Stored items
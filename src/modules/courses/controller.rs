use axum::{
    Json,
    extract::{Path, Query, State, rejection::QueryRejection},
    http::StatusCode,
};
use tracing::instrument;

use vibeflix_core::AppError;
use vibeflix_models::CourseId;
use vibeflix_models::auth::MessageResponse;

use super::model::{
    CourseDetailResponse, CourseDto, CourseListParams, CourseResponse, CoursesResponse,
};
use super::service::CourseService;
use crate::middleware::auth::AuthUser;
use crate::middleware::role::RequireAdmin;
use crate::modules::auth::controller::ErrorResponse;
use crate::state::AppState;
use crate::validator::ValidatedJson;

/// The course catalogue
#[utoipa::path(
    get,
    path = "/api/courses",
    params(CourseListParams),
    responses(
        (status = 200, description = "Courses with lesson and enrollment counts", body = CoursesResponse),
        (status = 401, description = "Not authenticated", body = ErrorResponse)
    ),
    security(("session_cookie" = [])),
    tag = "Courses"
)]
#[instrument(skip(state, params))]
pub async fn list_courses(
    State(state): State<AppState>,
    auth_user: AuthUser,
    params: Result<Query<CourseListParams>, QueryRejection>,
) -> Result<Json<CoursesResponse>, AppError> {
    let Query(params) = params
        .map_err(|e| AppError::bad_request(anyhow::anyhow!("Parâmetros inválidos: {}", e)))?;

    let courses = CourseService::list(&state.db, &auth_user, params.include_lessons).await?;
    Ok(Json(CoursesResponse { courses }))
}

#[utoipa::path(
    post,
    path = "/api/courses",
    request_body = CourseDto,
    responses(
        (status = 201, description = "Course created", body = CourseResponse),
        (status = 400, description = "Invalid payload", body = ErrorResponse),
        (status = 403, description = "Admins only", body = ErrorResponse)
    ),
    security(("session_cookie" = [])),
    tag = "Courses"
)]
#[instrument(skip_all, fields(admin_id = %admin.user_id()))]
pub async fn create_course(
    State(state): State<AppState>,
    RequireAdmin(admin): RequireAdmin,
    ValidatedJson(dto): ValidatedJson<CourseDto>,
) -> Result<(StatusCode, Json<CourseResponse>), AppError> {
    let course = CourseService::create(&state.db, dto).await?;
    Ok((StatusCode::CREATED, Json(CourseResponse { course })))
}

/// A single course. Students must hold an active enrollment.
#[utoipa::path(
    get,
    path = "/api/courses/{id}",
    params(("id" = String, Path, description = "Course ID (UUID)")),
    responses(
        (status = 200, description = "Course with lessons and lesson plans", body = CourseDetailResponse),
        (status = 401, description = "Not authenticated", body = ErrorResponse),
        (status = 403, description = "Not enrolled", body = ErrorResponse),
        (status = 404, description = "Course not found (admins)", body = ErrorResponse)
    ),
    security(("session_cookie" = [])),
    tag = "Courses"
)]
#[instrument(skip(state))]
pub async fn get_course(
    State(state): State<AppState>,
    auth_user: AuthUser,
    Path(id): Path<CourseId>,
) -> Result<Json<CourseDetailResponse>, AppError> {
    let course = CourseService::detail(&state.db, &auth_user, id).await?;
    Ok(Json(CourseDetailResponse { course }))
}

#[utoipa::path(
    put,
    path = "/api/courses/{id}",
    params(("id" = String, Path, description = "Course ID (UUID)")),
    request_body = CourseDto,
    responses(
        (status = 200, description = "Course updated", body = CourseResponse),
        (status = 400, description = "Invalid payload", body = ErrorResponse),
        (status = 403, description = "Admins only", body = ErrorResponse),
        (status = 404, description = "Course not found", body = ErrorResponse)
    ),
    security(("session_cookie" = [])),
    tag = "Courses"
)]
#[instrument(skip_all, fields(admin_id = %admin.user_id(), course_id = %id))]
pub async fn update_course(
    State(state): State<AppState>,
    RequireAdmin(admin): RequireAdmin,
    Path(id): Path<CourseId>,
    ValidatedJson(dto): ValidatedJson<CourseDto>,
) -> Result<Json<CourseResponse>, AppError> {
    let course = CourseService::update(&state.db, id, dto).await?;
    Ok(Json(CourseResponse { course }))
}

#[utoipa::path(
    delete,
    path = "/api/courses/{id}",
    params(("id" = String, Path, description = "Course ID (UUID)")),
    responses(
        (status = 200, description = "Course deleted with its lessons and enrollments", body = MessageResponse),
        (status = 403, description = "Admins only", body = ErrorResponse),
        (status = 404, description = "Course not found", body = ErrorResponse)
    ),
    security(("session_cookie" = [])),
    tag = "Courses"
)]
#[instrument(skip(state, admin), fields(admin_id = %admin.user_id()))]
pub async fn delete_course(
    State(state): State<AppState>,
    RequireAdmin(admin): RequireAdmin,
    Path(id): Path<CourseId>,
) -> Result<Json<MessageResponse>, AppError> {
    CourseService::delete(&state.db, id).await?;
    Ok(Json(MessageResponse::new("Curso excluído com sucesso")))
}
//! Session claim structures.

use serde::{Deserialize, Serialize};
use uuid::Uuid;

use crate::role::Role;

/// What the server asserts about a signed-in user.
#[derive(Debug, Clone, PartialEq, Eq)]
pub struct SessionPayload {
    pub user_id: Uuid,
    pub email: String,
    pub role: Role,
}

/// Claims carried inside the `session` cookie token.
///
/// `iat` and `exp` are Unix timestamps in seconds.
#[derive(Debug, Clone, PartialEq, Eq, Serialize, Deserialize)]
pub struct SessionClaims {
    #[serde(rename = "userId")]
    pub user_id: Uuid,
    pub email: String,
    pub role: Role,
    pub iat: i64,
    pub exp: i64,
}

impl SessionClaims {
    pub fn payload(&self) -> SessionPayload {
        SessionPayload {
            user_id: self.user_id,
            email: self.email.clone(),
            role: self.role,
        }
    }

    pub fn is_admin(&self) -> bool {
        self.role.is_admin()
    }
}

#[cfg(test)]
mod tests {
    use super::*;

    #[test]
    fn test_claims_serialize_with_camel_case_user_id() {
        let claims = SessionClaims {
            user_id: Uuid::nil(),
            email: "aluno@vibeflix.com".to_string(),
            role: Role::Student,
            iat: 1_700_000_000,
            exp: 1_700_604_800,
        };
        let serialized = serde_json::to_string(&claims).unwrap();
        assert!(serialized.contains(r#""userId":"00000000-0000-0000-0000-000000000000""#));
        assert!(serialized.contains(r#""role":"STUDENT""#));
    }

    #[test]
    fn test_payload_drops_timestamps() {
        let user_id = Uuid::new_v4();
        let claims = SessionClaims {
            user_id,
            email: "admin@vibeflix.com".to_string(),
            role: Role::Admin,
            iat: 1,
            exp: 2,
        };
        let payload = claims.payload();
        assert_eq!(payload.user_id, user_id);
        assert_eq!(payload.role, Role::Admin);
    }
}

§ **WHAT YOU HAVE TO DO**: Number of lines containing "email" in the data: state it and nothing more.

§ **WRITTEN SOLUTION**: 5